◆ **WHAT YOU SHOULD DO**: Your result will be the set of lines with "assignments", copied from the material below.

◆ **DATASET EXTRACT**:
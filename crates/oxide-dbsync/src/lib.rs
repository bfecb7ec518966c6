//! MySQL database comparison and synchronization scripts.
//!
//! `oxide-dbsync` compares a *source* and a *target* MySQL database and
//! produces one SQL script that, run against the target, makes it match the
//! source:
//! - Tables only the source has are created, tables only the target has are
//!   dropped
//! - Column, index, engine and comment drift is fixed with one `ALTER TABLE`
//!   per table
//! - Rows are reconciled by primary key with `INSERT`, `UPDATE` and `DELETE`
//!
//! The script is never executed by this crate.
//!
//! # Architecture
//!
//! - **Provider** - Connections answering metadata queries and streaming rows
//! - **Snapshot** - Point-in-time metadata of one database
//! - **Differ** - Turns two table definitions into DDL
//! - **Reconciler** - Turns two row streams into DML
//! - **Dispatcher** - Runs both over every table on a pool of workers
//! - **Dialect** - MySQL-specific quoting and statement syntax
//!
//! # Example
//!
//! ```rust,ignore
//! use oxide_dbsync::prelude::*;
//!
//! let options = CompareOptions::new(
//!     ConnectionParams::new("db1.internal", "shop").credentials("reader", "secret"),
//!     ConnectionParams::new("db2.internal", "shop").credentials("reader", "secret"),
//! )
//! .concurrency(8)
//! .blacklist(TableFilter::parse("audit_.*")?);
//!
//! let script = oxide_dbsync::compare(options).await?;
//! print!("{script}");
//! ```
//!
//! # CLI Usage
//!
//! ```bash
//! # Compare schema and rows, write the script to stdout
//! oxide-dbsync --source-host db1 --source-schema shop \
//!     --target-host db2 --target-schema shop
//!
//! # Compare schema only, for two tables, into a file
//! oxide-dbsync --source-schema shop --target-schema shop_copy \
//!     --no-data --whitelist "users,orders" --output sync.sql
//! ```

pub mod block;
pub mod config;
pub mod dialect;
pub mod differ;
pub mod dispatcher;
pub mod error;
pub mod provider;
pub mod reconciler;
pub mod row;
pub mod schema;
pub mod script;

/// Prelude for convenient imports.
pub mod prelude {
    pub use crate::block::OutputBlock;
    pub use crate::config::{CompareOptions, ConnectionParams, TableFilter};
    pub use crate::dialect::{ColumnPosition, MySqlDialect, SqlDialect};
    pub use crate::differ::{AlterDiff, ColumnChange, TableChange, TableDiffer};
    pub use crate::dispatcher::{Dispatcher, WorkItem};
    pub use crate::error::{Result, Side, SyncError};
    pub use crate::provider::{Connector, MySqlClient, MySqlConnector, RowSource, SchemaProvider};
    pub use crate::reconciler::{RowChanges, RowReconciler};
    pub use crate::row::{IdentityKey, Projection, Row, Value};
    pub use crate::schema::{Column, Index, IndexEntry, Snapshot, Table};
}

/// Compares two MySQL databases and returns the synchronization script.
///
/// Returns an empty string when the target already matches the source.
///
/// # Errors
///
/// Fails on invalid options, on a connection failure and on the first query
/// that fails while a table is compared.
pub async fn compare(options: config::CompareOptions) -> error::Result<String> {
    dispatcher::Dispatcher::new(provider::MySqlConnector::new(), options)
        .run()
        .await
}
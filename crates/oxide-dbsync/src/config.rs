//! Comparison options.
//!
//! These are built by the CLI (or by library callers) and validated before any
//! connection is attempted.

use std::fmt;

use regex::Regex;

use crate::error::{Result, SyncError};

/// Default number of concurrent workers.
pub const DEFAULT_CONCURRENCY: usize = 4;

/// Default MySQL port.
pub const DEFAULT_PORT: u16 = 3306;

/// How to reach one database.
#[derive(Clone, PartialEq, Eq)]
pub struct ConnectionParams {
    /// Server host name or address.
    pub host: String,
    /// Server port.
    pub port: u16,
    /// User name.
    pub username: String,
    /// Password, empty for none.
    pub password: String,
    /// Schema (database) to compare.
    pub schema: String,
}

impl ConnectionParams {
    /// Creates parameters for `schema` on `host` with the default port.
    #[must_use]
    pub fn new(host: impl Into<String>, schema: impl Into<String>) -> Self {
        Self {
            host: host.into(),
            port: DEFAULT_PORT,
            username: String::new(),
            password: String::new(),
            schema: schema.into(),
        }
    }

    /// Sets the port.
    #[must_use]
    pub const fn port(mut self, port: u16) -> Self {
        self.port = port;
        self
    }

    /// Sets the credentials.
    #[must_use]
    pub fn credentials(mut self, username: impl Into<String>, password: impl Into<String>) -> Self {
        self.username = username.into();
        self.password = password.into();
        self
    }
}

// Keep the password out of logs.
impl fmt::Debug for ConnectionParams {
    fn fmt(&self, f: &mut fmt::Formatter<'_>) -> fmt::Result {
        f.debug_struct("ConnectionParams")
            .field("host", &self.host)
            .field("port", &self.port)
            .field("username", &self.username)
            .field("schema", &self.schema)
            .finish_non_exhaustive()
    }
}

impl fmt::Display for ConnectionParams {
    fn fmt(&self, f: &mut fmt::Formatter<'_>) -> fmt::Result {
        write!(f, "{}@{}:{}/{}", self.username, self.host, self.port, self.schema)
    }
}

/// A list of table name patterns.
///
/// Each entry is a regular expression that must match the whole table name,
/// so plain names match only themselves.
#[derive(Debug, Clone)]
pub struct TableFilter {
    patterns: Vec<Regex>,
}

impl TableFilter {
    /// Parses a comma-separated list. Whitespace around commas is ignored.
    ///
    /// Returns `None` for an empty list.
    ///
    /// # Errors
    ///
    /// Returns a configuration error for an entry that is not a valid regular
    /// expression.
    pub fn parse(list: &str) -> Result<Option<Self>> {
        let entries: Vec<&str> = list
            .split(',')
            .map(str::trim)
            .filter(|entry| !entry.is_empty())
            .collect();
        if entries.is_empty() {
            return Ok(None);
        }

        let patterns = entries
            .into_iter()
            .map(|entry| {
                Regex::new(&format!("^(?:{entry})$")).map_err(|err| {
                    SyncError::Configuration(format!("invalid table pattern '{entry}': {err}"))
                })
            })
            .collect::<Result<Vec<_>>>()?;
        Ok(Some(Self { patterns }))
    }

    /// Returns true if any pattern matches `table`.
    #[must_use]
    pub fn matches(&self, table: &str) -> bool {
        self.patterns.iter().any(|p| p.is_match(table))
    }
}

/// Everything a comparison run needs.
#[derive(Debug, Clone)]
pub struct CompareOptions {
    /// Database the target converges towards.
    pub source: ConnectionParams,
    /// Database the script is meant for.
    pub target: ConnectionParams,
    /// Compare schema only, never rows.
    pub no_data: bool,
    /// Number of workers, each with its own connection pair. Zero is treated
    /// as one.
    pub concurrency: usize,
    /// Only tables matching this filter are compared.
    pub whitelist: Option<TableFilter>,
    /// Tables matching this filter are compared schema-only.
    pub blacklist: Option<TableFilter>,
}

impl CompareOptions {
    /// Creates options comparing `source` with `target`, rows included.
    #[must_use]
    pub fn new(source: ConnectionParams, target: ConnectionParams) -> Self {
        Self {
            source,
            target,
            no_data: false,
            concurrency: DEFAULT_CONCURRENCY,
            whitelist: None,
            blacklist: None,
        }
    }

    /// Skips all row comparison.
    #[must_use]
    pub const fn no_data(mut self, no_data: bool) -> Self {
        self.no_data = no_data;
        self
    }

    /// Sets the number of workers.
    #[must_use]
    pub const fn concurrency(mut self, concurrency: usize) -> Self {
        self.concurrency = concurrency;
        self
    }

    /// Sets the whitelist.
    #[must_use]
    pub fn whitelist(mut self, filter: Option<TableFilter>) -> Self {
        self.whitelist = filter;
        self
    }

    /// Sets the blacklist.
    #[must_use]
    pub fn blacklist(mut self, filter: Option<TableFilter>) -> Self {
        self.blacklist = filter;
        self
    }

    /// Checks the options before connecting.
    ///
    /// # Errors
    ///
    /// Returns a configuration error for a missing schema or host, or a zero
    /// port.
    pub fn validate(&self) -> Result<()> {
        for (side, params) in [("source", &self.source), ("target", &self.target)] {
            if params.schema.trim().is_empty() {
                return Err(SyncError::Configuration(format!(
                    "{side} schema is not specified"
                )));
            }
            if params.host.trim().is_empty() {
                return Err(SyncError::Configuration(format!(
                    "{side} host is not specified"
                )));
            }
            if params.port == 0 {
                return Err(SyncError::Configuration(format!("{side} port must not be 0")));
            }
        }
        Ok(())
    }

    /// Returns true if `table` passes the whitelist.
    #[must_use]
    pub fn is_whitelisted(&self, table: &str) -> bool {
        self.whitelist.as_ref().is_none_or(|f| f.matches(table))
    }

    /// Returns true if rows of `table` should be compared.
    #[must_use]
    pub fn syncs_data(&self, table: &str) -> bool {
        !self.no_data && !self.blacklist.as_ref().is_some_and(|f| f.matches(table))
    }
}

...

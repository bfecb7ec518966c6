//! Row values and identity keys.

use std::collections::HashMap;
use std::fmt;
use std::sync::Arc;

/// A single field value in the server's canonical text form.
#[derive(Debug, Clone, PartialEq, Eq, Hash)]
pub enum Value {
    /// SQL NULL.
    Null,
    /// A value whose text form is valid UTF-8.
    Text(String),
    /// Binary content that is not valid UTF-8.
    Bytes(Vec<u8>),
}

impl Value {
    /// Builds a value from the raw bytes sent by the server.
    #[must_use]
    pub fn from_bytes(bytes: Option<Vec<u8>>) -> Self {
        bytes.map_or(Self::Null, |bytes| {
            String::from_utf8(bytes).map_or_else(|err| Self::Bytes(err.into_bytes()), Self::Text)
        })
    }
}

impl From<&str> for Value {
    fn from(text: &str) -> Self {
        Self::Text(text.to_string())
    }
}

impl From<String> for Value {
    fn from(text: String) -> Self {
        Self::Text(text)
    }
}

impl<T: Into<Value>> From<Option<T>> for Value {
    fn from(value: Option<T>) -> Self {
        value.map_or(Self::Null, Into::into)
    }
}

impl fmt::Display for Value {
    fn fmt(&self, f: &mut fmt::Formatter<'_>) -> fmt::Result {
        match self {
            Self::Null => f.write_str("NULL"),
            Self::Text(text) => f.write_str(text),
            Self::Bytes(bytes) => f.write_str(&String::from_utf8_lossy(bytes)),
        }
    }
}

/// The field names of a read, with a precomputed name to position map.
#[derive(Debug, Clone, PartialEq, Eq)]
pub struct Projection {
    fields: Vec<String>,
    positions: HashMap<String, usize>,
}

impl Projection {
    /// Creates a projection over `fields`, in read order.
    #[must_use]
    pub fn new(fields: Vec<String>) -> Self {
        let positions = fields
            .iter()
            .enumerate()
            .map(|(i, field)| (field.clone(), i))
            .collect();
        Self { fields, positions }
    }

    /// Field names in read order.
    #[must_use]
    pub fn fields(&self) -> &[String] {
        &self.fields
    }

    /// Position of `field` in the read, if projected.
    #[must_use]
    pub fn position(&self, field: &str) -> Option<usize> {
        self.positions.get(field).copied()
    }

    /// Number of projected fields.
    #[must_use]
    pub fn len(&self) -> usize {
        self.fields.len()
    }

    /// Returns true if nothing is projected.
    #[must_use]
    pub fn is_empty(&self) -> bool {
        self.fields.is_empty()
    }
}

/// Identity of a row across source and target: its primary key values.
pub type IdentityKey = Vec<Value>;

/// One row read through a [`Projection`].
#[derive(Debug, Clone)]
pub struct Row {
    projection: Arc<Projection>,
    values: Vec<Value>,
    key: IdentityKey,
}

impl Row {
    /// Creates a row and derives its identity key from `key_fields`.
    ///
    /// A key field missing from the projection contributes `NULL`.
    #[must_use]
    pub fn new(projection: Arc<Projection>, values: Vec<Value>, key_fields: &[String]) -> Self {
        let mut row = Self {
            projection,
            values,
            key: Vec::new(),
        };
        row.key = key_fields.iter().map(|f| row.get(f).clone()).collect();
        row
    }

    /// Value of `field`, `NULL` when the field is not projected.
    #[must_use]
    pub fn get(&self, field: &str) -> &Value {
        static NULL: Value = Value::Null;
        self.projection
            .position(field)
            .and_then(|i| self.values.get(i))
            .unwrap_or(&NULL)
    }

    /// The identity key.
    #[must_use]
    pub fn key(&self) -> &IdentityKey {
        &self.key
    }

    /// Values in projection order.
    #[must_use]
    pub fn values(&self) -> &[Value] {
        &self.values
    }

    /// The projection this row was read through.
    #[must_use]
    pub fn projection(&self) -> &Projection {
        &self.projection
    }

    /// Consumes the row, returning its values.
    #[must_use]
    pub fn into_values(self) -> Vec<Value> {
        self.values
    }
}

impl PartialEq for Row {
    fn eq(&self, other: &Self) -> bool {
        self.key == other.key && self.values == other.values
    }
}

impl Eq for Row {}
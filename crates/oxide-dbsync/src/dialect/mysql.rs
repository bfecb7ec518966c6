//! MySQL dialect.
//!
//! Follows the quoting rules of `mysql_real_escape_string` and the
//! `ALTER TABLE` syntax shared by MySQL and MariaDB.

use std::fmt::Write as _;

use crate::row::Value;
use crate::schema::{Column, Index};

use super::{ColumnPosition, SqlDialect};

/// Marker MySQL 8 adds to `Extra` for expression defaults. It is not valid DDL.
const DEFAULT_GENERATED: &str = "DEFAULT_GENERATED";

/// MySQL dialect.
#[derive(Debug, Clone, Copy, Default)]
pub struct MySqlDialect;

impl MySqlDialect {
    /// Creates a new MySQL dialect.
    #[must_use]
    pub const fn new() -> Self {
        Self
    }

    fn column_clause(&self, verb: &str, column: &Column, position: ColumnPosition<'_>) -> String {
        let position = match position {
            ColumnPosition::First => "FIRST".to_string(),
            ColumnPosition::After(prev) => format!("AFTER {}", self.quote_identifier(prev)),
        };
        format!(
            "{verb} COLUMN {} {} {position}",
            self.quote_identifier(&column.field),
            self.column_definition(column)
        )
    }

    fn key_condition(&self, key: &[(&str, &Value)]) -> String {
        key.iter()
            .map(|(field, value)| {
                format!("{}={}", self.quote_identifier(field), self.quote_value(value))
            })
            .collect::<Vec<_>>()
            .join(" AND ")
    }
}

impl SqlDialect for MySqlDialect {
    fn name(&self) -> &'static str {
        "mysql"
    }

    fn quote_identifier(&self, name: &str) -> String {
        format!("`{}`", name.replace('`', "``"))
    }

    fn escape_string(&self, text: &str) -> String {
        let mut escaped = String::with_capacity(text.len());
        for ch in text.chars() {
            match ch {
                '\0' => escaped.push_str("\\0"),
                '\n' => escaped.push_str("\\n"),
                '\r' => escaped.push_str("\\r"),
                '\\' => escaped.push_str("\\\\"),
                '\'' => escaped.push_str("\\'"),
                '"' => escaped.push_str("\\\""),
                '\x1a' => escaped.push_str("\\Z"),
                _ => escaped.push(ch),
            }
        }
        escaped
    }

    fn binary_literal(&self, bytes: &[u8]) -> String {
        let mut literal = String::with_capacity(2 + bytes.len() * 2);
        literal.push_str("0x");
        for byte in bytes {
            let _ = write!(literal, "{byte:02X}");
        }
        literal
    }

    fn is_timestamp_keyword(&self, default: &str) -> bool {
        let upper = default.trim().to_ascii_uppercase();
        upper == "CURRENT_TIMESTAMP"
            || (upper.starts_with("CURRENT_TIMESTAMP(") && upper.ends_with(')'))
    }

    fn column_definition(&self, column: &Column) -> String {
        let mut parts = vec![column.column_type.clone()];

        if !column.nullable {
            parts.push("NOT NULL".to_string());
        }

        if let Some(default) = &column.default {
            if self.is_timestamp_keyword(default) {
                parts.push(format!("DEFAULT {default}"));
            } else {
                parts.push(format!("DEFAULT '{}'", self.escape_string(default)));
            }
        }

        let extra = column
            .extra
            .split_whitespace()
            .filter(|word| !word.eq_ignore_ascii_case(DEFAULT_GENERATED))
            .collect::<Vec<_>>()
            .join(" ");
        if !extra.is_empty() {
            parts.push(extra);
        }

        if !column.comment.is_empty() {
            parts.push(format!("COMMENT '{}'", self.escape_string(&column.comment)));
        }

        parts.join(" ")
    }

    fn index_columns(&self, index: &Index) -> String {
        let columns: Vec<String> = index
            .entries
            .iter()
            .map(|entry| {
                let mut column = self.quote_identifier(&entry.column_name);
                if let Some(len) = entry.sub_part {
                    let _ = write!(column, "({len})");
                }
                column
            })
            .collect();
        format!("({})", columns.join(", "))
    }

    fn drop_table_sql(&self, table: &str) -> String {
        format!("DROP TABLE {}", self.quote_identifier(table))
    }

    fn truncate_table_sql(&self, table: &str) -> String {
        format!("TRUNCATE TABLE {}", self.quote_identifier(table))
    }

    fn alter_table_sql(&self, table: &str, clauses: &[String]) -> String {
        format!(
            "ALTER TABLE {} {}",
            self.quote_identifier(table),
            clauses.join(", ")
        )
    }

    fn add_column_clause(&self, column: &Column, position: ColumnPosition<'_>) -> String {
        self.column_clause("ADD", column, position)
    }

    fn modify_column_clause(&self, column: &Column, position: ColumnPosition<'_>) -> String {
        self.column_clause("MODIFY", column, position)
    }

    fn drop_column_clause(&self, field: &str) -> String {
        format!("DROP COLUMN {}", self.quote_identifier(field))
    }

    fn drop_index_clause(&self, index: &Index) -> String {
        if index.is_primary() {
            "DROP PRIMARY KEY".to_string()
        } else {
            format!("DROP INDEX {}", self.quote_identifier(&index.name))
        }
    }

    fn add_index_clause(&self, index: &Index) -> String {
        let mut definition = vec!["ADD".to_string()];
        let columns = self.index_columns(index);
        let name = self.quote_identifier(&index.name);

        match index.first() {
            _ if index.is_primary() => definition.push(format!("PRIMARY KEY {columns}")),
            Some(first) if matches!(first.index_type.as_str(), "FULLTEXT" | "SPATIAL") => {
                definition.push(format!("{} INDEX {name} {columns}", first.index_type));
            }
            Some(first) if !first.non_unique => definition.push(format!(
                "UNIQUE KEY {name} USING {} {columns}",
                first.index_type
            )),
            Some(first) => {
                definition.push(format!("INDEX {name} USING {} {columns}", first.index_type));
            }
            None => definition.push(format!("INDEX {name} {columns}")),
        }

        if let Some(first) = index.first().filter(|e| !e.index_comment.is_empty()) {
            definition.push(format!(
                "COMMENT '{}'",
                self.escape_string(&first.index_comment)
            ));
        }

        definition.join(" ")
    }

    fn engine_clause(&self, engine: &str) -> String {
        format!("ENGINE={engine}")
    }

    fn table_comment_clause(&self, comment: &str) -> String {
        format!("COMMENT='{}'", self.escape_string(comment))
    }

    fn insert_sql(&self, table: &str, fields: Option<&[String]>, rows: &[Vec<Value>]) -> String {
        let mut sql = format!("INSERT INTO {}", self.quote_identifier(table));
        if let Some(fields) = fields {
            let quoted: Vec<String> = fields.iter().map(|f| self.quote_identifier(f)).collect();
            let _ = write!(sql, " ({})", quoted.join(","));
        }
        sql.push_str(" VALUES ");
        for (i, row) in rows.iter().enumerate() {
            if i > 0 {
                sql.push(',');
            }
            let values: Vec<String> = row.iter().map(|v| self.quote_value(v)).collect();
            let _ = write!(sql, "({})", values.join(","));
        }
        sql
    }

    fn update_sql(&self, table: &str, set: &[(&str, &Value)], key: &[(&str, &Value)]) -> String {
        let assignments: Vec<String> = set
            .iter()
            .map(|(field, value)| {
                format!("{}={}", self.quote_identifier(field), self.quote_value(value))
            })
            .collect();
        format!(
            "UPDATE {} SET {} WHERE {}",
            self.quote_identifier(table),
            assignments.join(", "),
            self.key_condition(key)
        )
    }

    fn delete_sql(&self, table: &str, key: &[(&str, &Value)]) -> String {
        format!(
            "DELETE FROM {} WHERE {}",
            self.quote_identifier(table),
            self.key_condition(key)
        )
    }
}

◆ **WRITTEN ANSWER**:
        let assignments: Vec<String> = set
            assignments.join(", "),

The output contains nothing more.